炭酸ガスレーザーとよく比較されますが、水分吸収率については、炭酸ガスレーザーの約10~16倍にものぼると言われており、その分、熱損傷は炭酸ガスレーザーの半分以下で済みます。傷の治りが早いのも大きなメリットと言えるでしょう。
また、熱作用が少ないことから日本人のような有色人種への使用に適しており、レーザーの治療後に起こりやすい炎症後色素沈着になる可能性も他のレーザーに比べると低めです。
エルビウムヤグレーザーの効果をまとめてみると以下のようになります。
エルビウムヤグレーザーは熱凝固が少ない分、傷口を固まらせることができず施術時に出血が多くなるというデメリットがあります。言ってみれば、皮膚を削ることになるのでレーザーが血管に当たったときなどは施術中に血が噴き出すようになることもあるそうです。
術後も2日程度は出血と浸出液が出続けることがあるので、ガーゼで保護しておく必要があります。血管がある層まで皮膚を削ることになるため、施術後、家庭で行うアフターケアが特に重要となってきます。きちんとケアできなければ、傷跡が残ってしまう可能性も。
この点、炭酸ガスレーザーは熱凝固が高く、レーザーを当てながら止血していくようなイメージで施術ができるため、出血は最小限で済むことになります。
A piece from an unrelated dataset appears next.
//! Common types shared across the hazard statistics workspace.

pub mod bbox;
pub mod crs;

pub use bbox::{BoundingBox, ReferencedEnvelope};
pub use crs::{CoordinateSystem, Crs, CrsParseError, Datum, ProjectionParams, Unit};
エルビウムヤグレーザーを受けたいと思ったら、いくつかのクリニックでカウンセリングを受けて、「施術によるリスク」と「アフターケア」について詳しく説明してくれるところを選ぶようにしてください。また、医師の技術レベルによっても結果に差が出やすいので、評判のいいクリニックを探すことも大切です。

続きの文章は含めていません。